E c'è chi si trova comunque spiazzato, come Thomas Ciulei, sempre presentato come regista rumeno. Effettivamente è nato in Romania, ma a 14 anni va negli Usa coi genitori, senza sapere di potere un giorno tornare. I suoi film vengono dalla Germania, come i suoi studi. Nel suo paese d'origine ci sono un'infinità di altre presenze, poi racconta di quando un suo film è stato presentato a Berlino: "nessuno dei critici rumeni ne ha scritto. E allora cosa succede quando il paese al quale vieni associato ignora completamente il modo in cui tu lo rappresenti? Per questo per me è difficile essere presentato come rumeno".
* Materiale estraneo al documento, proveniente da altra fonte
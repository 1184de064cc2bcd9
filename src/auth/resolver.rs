//! Credential resolution.
//!
//! One resolver replaces the per-controller token plumbing that tends to
//! accrete in MVC codebases. The precedence order is fixed:
//!
//! 1. `token` query parameter
//! 2. `Authorization: Bearer <token>` header
//! 3. session binding
//!
//! The first tier that yields a non-empty token wins and the rest are not
//! consulted. A parameter token is written into the session before the
//! resolver returns, so a link-style login survives into the next request
//! even if downstream validation rejects the token. Header tokens only touch
//! the session under [`SessionWritePolicy::Rehydrate`].

use crate::logging::token_preview;
use crate::session::SessionHandle;
use tracing::debug;

/// Which tier produced the credential.
#[derive(Debug, Clone, Copy, PartialEq, Eq)]
pub enum TokenSource {
    Parameter,
    BearerHeader,
    Session,
}

impl TokenSource {
    pub fn as_str(&self) -> &'static str {
        match self {
            TokenSource::Parameter => "parameter",
            TokenSource::BearerHeader => "bearer_header",
            TokenSource::Session => "session",
        }
    }
}

/// A resolved credential plus where it came from.
#[derive(Debug, Clone, PartialEq, Eq)]
pub struct ResolvedToken {
    pub token: String,
    pub source: TokenSource,
}

/// Whether header-sourced tokens are written back into the session.
#[derive(Debug, Clone, Copy, PartialEq, Eq, Default)]
pub enum SessionWritePolicy {
    /// Header tokens never touch the session. Stateless API clients stay
    /// stateless.
    #[default]
    Never,
    /// Header tokens are bound into the session, rehydrating it for
    /// browser-style clients that lost their cookie.
    Rehydrate,
}

/// Resolves the effective credential for a request.
///
/// Resolution is the single source of truth for "which token does this
/// request carry"; nothing downstream re-reads the parameter, header, or
/// session directly.
#[derive(Debug, Clone, Default)]
pub struct TokenResolver {
    write_policy: SessionWritePolicy,
}

impl TokenResolver {
    pub fn new() -> Self {
        Self::default()
    }

    pub fn with_write_policy(policy: SessionWritePolicy) -> Self {
        Self {
            write_policy: policy,
        }
    }

    pub fn write_policy(&self) -> SessionWritePolicy {
        self.write_policy
    }

    /// Resolve the credential for one request.
    ///
    /// Returns `None` when no tier yields a token; absence is an ordinary
    /// outcome (an anonymous request), not an error.
    pub fn resolve(
        &self,
        param: Option<&str>,
        authorization: Option<&str>,
        session: &SessionHandle<'_>,
    ) -> Option<ResolvedToken> {
        if let Some(token) = param.map(str::trim).filter(|t| !t.is_empty()) {
            // Parameter tokens are persisted eagerly so the link-based login
            // flow works on the very next request, cookie only.
            session.bind_token(token);
            debug!(
                source = TokenSource::Parameter.as_str(),
                token = %token_preview(token),
                session_id = %session.id(),
                "credential resolved"
            );
            return Some(ResolvedToken {
                token: token.to_string(),
                source: TokenSource::Parameter,
            });
        }

        if let Some(token) = authorization.and_then(bearer_token) {
            if self.write_policy == SessionWritePolicy::Rehydrate {
                session.bind_token(token);
            }
            debug!(
                source = TokenSource::BearerHeader.as_str(),
                token = %token_preview(token),
                "credential resolved"
            );
            return Some(ResolvedToken {
                token: token.to_string(),
                source: TokenSource::BearerHeader,
            });
        }

        if let Some(token) = session.token().filter(|t| !t.trim().is_empty()) {
            debug!(
                source = TokenSource::Session.as_str(),
                token = %token_preview(&token),
                session_id = %session.id(),
                "credential resolved"
            );
            return Some(ResolvedToken {
                token,
                source: TokenSource::Session,
            });
        }

        debug!("no credential in parameter, header, or session");
        None
    }
}

/// Extract the token from an `Authorization` header value.
///
/// Only the `Bearer` scheme is recognized; anything else yields `None`.
fn bearer_token(value: &str) -> Option<&str> {
    let rest = value.strip_prefix("Bearer ")?;
    let token = rest.trim();
    if token.is_empty() {
        None
    } else {
        Some(token)
    }
}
Sembrano interventi incoerenti, distanti, con Cheikh Oumar Sissoko cineasta del Mali che parla di "resistenza per cambiare il mondo" e il tunisino Fadhel Jaibi che, senza assolvere l'Occidente, si interroga sulle derive religiose e politiche, mentre Chris Austin centra perfettamente, e forse anche involontariamente, il titolo della sezione quando ricordando la sua esperienza di bianco sudafricano dice "sono cresciuto con la sensazione di non avere diritto di essere lì".